Takeaway: While the terms of an unexpired patent are given their broadest reasonable interpretation, any proposed interpretation must still be reasonable.

In its Decision, the Board declined to institute inter partes review of any challenged claims (1-10, 13, and 17-22) of the ’920 Patent.  The ’920 Patent relates generally to a process for verifying the identity of an online registrant.

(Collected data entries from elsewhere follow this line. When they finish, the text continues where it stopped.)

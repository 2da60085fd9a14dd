//! Serde views of frames as they appear on the wire.

use serde::{Deserialize, Serialize};
use serde_json::Value;

/// Loose view of an inbound frame.
///
/// Every field is optional so that classification can report precisely what
/// is missing. Unknown fields are ignored and key order does not matter.
#[derive(Debug, Default, Deserialize)]
#[serde(rename_all = "PascalCase")]
pub(super) struct InboundFrame {
    #[serde(default)]
    pub trace_id: Option<String>,
    #[serde(default)]
    pub id: Option<String>,
    #[serde(default)]
    pub method: Option<String>,
    #[serde(default, rename = "Type")]
    pub kind: Option<String>,
    #[serde(default)]
    pub params: Option<Value>,
    #[serde(default)]
    pub result: Option<Value>,
    #[serde(default)]
    pub error: Option<String>,
}

#[derive(Serialize)]
#[serde(rename_all = "PascalCase")]
pub(super) struct RequestFrame<'a> {
    pub trace_id: &'a str,
    pub id: &'a str,
    pub method: &'a str,
    #[serde(rename = "Type")]
    pub kind: &'static str,
    pub params: &'a Value,
}

#[derive(Serialize)]
#[serde(rename_all = "PascalCase")]
pub(super) struct SuccessFrame<'a> {
    pub trace_id: &'a str,
    pub id: &'a str,
    pub method: &'a str,
    #[serde(rename = "Type")]
    pub kind: &'static str,
    pub result: &'a Value,
}

#[derive(Serialize)]
#[serde(rename_all = "PascalCase")]
pub(super) struct ErrorFrame<'a> {
    pub trace_id: &'a str,
    pub id: &'a str,
    pub method: &'a str,
    #[serde(rename = "Type")]
    pub kind: &'static str,
    pub error: &'a str,
}

/// Log line mirrored to the host over the bound connection.
#[derive(Serialize)]
#[serde(rename_all = "PascalCase")]
pub(crate) struct LogFrame<'a> {
    pub trace_id: &'a str,
    #[serde(rename = "Type")]
    pub kind: &'static str,
    pub level: &'a str,
    pub message: &'a str,
}

impl LogFrame<'_> {
    /// Value of the `Type` field for log frames.
    pub(crate) const KIND: &'static str = "log";
}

The Board began with claim construction, noting that the terms of an unexpired patent are given their broadest reasonable construction in light of the specification of the patent in which they appear. The Board reviewed the construction of the term “notification event.”  Petitioner argued that “notification event” should be “an event that results in the registrant being contacted either for re-verification or for notification that the event occurred.”  Patent Owner argued that this interpretation read “notification” out of the term, and proposed the construction “an event that results in the registrant being notified that the event occurred.”  The Board agreed with Patent Owner, noting that the construction must be reasonable and under Petitioner’s construction, the word “notification” would be superfluous.  Regarding Petitioner’s expert’s testimony on the subject, the Board found that the expert cited to portions of the specification discussing events, not notification events.

The Board then reviewed the priority date for the ’920 Patent, the application for which was filed as a continuation-in-part application. Because the Board denied institution otherwise, it did not reach the issue of whether the claims of the ’920 Patent are entitled to the earlier priority date.

Finally, the Board reviewed the grounds – obviousness of the challenged claims over Bennett, or over Bennett and Thoursie. The Board found that Petitioner had not argued that Bennett teaches a “notification event,” or “notifying the user that the notification event occurred.”  Instead, Petitioner used its construction of “notification event” in showing obviousness.  Because the Board adopted Patent Owner’s construction, the Board found that Petitioner had not met its burden of establishing a reasonable likelihood that Petitioner would prevail in its challenges to the challenged claims.

Twilio Inc. v. TeleSign Corporation, IPR2016-00450
Paper 17: Decision on Denial of Institution of Inter Partes
Review
Dated: July 8, 2016
Patent 8,462,920
Before: Sally C. Medley, Justin T. Arbes, and Kimberly McGraw
Written by: McGraw
Related Proceedings: IPR2016-00360; IPR2016-00451; TeleSign Corp. v. Twilio Inc., No. 2:15-cv-03240 (C.D. Cal.)